Mid-year US auto sales analysis with NADA’s Chief Economist Patrick Manzi

The National Automobile Dealers Association recently issued its second-quarter economic and auto sales analysis for 2022. Today on Inside Automotive, Patrick Manzi, Chief Economist for NADA, discusses the findings and what they might indicate about the remainder of the year.

Auto sales were strong in the first quarter with a SAAR (seasonally adjusted annual rate) of 14.1 million units. In the second quarter, auto sales dipped slightly due in part to production shutdowns. The SAAR for Q2 came in at 13.4 million units, an 18-19% decrease compared to the first half of 2021. However, Manzi explains that last year, the comparison period was a red-hot second quarter, with many car buyers returning to the showroom after receiving COVID-19 vaccinations. April 2021 is one of the top five auto sales months this century. 

Car dealers nationwide have been experiencing inventory constraints caused by several supply chain disruptions. At the start of 2022, 1.1 million new units were on the ground. At the end of Q2, there were 1.22 million. So, there is a bit more inventory available, but car dealers still are selling vehicles in record time and trying to work through backlogged orders. Manzi says production might pick up in Q3 or Q4 of this year.

More pressure is on the used car market when inventory is short on the new car side. At the end of June, used car prices cooled off, but according to the Manheim Used Vehicle Value Index, prices are still up about 10% year-over-year. Fleet buyers are gobbling up many of the two-three-year-old inventory that comes through auctions. For the remainder of the year, Manzi expects used prices to decrease as inventory accumulates on the new car side. 

They are more significant macro-economic issues impacting US auto sales in the year’s first half. Inflation increased to 9.1% in June, the highest level since 1981. According to Moody’s, the average household is paying an extra $460 per month due to inflation. When prices rise this high, consumers must divert a portion of their income from disposable purchases to necessities. Food, rent, and energy are experiencing the most significant increases. Some consumers are starting to hold back and wait on their auto purchases.

In fact, consumer confidence continued to fall in June, according to The Conference Board’s Consumer Confidence Index®. 

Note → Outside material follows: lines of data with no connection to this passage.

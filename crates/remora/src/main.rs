use std::process::ExitCode;

use anyhow::{Context, Result};
use clap::Parser;
use remora::cli::{self, App};
use tracing_subscriber::EnvFilter;
use tracing_subscriber::filter::LevelFilter;

fn main() -> ExitCode {
    let app = App::parse();
    init_tracing(app.verbose);

    match run(app) {
        Ok(true) => ExitCode::SUCCESS,
        Ok(false) => ExitCode::FAILURE,
        Err(err) => {
            eprintln!("error: {err:#}");
            ExitCode::FAILURE
        }
    }
}

fn run(app: App) -> Result<bool> {
    let runtime = tokio::runtime::Builder::new_multi_thread()
        .enable_all()
        .build()
        .context("failed to start the async runtime")?;
    runtime.block_on(cli::run(app))
}

// Warnings and errors reach the user through the progress sink, so logs stay
// silent unless asked for.
fn init_tracing(verbosity: u8) {
    let level = match verbosity {
        0 => LevelFilter::OFF,
        1 => LevelFilter::INFO,
        2 => LevelFilter::DEBUG,
        _ => LevelFilter::TRACE,
    };
    let filter = EnvFilter::builder()
        .with_default_directive(level.into())
        .from_env_lossy();

    tracing_subscriber::fmt()
        .with_env_filter(filter)
        .with_writer(std::io::stderr)
        .init();
}
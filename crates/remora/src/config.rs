use std::path::{Path, PathBuf};
use std::time::Duration;

use figment::{
    Figment,
    providers::{Env, Format, Serialized, Toml},
};
use remora_fetch::FetchOptions;
use serde::{Deserialize, Serialize};

/// Config file picked up from the working directory when `--config` is absent.
pub const CONFIG_FILE: &str = "remora.toml";

/// Prefix of environment variables overriding the config file.
pub const ENV_PREFIX: &str = "REMORA_";

/// Settings for one build.
///
/// Layered lowest to highest: built-in defaults, `remora.toml` (or an
/// explicit config file), `REMORA_*` environment variables, CLI flags.
#[derive(Debug, Clone, PartialEq, Eq, Serialize, Deserialize)]
#[serde(default)]
pub struct BuildConfig {
    pub entry_points: Vec<String>,
    pub outfile: PathBuf,
    /// Worker slots; half the logical CPUs when unset.
    #[serde(skip_serializing_if = "Option::is_none")]
    pub max_concurrent: Option<usize>,
    pub timeout_ms: u64,
    /// Total attempts per remote module.
    pub retries: u32,
    pub max_redirects: u32,
    /// Bare names treated like built-ins: never resolved on disk, never loaded.
    pub external: Vec<String>,
}

impl Default for BuildConfig {
    fn default() -> Self {
        Self {
            entry_points: vec!["test.js".to_string()],
            outfile: PathBuf::from("bundle.json"),
            max_concurrent: None,
            timeout_ms: 5000,
            retries: 3,
            max_redirects: 20,
            external: Vec::new(),
        }
    }
}

/// Values given on the command line. Unset fields leave lower layers alone.
#[derive(Debug, Clone, Default, Serialize)]
pub struct Overrides {
    #[serde(skip_serializing_if = "Option::is_none")]
    pub entry_points: Option<Vec<String>>,
    #[serde(skip_serializing_if = "Option::is_none")]
    pub outfile: Option<PathBuf>,
    #[serde(skip_serializing_if = "Option::is_none")]
    pub max_concurrent: Option<usize>,
    #[serde(skip_serializing_if = "Option::is_none")]
    pub timeout_ms: Option<u64>,
    #[serde(skip_serializing_if = "Option::is_none")]
    pub retries: Option<u32>,
    #[serde(skip_serializing_if = "Option::is_none")]
    pub max_redirects: Option<u32>,
    #[serde(skip_serializing_if = "Option::is_none")]
    pub external: Option<Vec<String>>,
}

impl BuildConfig {
    /// Providers below the command line. An explicit `config_file` must exist;
    /// the default `remora.toml` is optional.
    pub fn figment(config_file: Option<&Path>) -> Result<Figment, figment::Error> {
        let file = match config_file {
            Some(path) if !path.is_file() => {
                return Err(figment::Error::from(format!(
                    "config file {} does not exist",
                    path.display()
                )));
            }
            Some(path) => Toml::file_exact(path),
            None => Toml::file(CONFIG_FILE),
        };

        Ok(Figment::from(Serialized::defaults(BuildConfig::default()))
            .merge(file)
            .merge(Env::prefixed(ENV_PREFIX)))
    }

    pub fn load(config_file: Option<&Path>, overrides: &Overrides) -> Result<Self, figment::Error> {
        Self::figment(config_file)?
            .merge(Serialized::defaults(overrides))
            .extract()
    }

    pub fn fetch_options(&self) -> FetchOptions {
        let options = FetchOptions::default()
            .timeout(Duration::from_millis(self.timeout_ms))
            .retries(self.retries)
            .max_redirects(self.max_redirects);
        match self.max_concurrent {
            Some(slots) => options.max_concurrent(slots),
            None => options,
        }
    }
}
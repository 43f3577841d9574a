//! Remote module fetching with redirects, retries and a build-lifetime cache.
//!
//! # Architecture
//!
//! This crate follows the three-layer pattern:
//! - [`data`] - Immutable configuration and result types
//! - [`core`] - Pure helpers (redirect classification, location resolution)
//! - [`effects`] - I/O: the HTTP client seam, the fetcher, the cache and the queue
//!
//! # Key Features
//!
//! - **Single Winner**: concurrent requests for one URL share a single network fetch
//! - **Bounded**: at most `max_concurrent` fetches are in flight at any time
//! - **Job-Level Retries**: failed fetches are requeued FIFO up to a hard attempt cap
//! - **Canonical Keys**: bodies are cached under the post-redirect URL

pub mod core;
pub mod data;
mod effects;
mod error;
mod events;

pub use crate::core::{is_insecure, is_redirect, resolve_location};
pub use data::{FetchJob, FetchOptions, Fetched, JobState};
pub use effects::{BoxStream, ContentCache, FetchQueue, Fetcher, HttpClient, HttpResponse};

#[cfg(feature = "reqwest")]
pub use effects::ReqwestClient;

pub use error::{FetchError, Result};
pub use events::{EventSink, NoopSink};
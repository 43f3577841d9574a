use std::sync::Arc;

use bytes::Bytes;
use remora_fetch::{EventSink, FetchQueue};
use remora_resolve::{Location, Resolver};

use crate::error::BuildError;

/// Body of a loaded module.
#[derive(Debug, Clone, PartialEq, Eq)]
pub struct Loaded {
    pub contents: Bytes,
    /// Importer identity for the module's own imports: the final URL after
    /// redirects, or the file path.
    pub base: Location,
}

/// Routes resolution to the [`Resolver`] and loading to the filesystem or
/// the [`FetchQueue`], by namespace.
pub struct Loader {
    resolver: Resolver,
    queue: FetchQueue,
    sink: Arc<dyn EventSink>,
}

impl Loader {
    pub fn new(resolver: Resolver, queue: FetchQueue, sink: Arc<dyn EventSink>) -> Self {
        Self { resolver, queue, sink }
    }

    pub fn resolver(&self) -> &Resolver {
        &self.resolver
    }

    pub fn sink(&self) -> &Arc<dyn EventSink> {
        &self.sink
    }

    /// Resolve an import; `importer` is `None` for entry points.
    pub fn on_resolve(&self, specifier: &str, importer: Option<&Location>) -> Result<Location, BuildError> {
        let location = self.resolver.resolve(specifier, importer)?;
        tracing::trace!(specifier, %location, namespace = %location.namespace(), "resolved");
        Ok(location)
    }

    /// Load a resolved module's contents.
    ///
    /// # Errors
    ///
    /// Remote loads fail once the fetch queue gives up on the URL, local
    /// loads on read errors. External modules are never loaded.
    pub async fn on_load(&self, location: &Location) -> Result<Loaded, BuildError> {
        match location {
            Location::Remote(url) => {
                let fetched = self
                    .queue
                    .fetch_and_cache(url)
                    .await
                    .map_err(|source| BuildError::Fetch {
                        url: url.to_string(),
                        source,
                    })?;
                Ok(Loaded {
                    contents: fetched.body,
                    base: Location::Remote(fetched.url),
                })
            }
            Location::File(path) => {
                let name = format!("file://{}", path.display());
                self.sink.module_started(&name);
                let contents = tokio::fs::read(path).await.map_err(|source| BuildError::Read {
                    path: path.clone(),
                    source,
                })?;
                self.sink.module_completed(&name);
                Ok(Loaded {
                    contents: Bytes::from(contents),
                    base: location.clone(),
                })
            }
            Location::External(name) => Err(BuildError::External(name.clone())),
        }
    }
}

In response to inflation, the Federal Reserve has aggressively raised interest rates, with more hikes coming down the pipeline. Over the past two years, the low-interest rate environment has helped keep monthly payments from increasing as rapidly as transaction prices. However, the low-interest rate environment is disappearing, which will push a segment of consumers out of the market. Interest rates will shift from a tailwind to a headwind regarding vehicle affordability. 

Pre-pandemic, leasing was around 30% of auto sales. Right now, it’s approximately 18%. OEMs have pulled back their incentive spending dramatically. At the end of June, the lowest reported was $918 per copy. The incentive money isn’t there to keep lease payments down relative to finance payments. 

Manzi believes there will be a slight improvement in auto sales volumes in the year’s second half compared to the first half. He also expects a 14.2 million unit SAAR by the end of the year. Unfortunately, inventory and vehicle production has returned as quickly as dealers hoped. However, Manzi is optimistic that production will improve slightly, but likely not enough to outpace 2021 auto sales.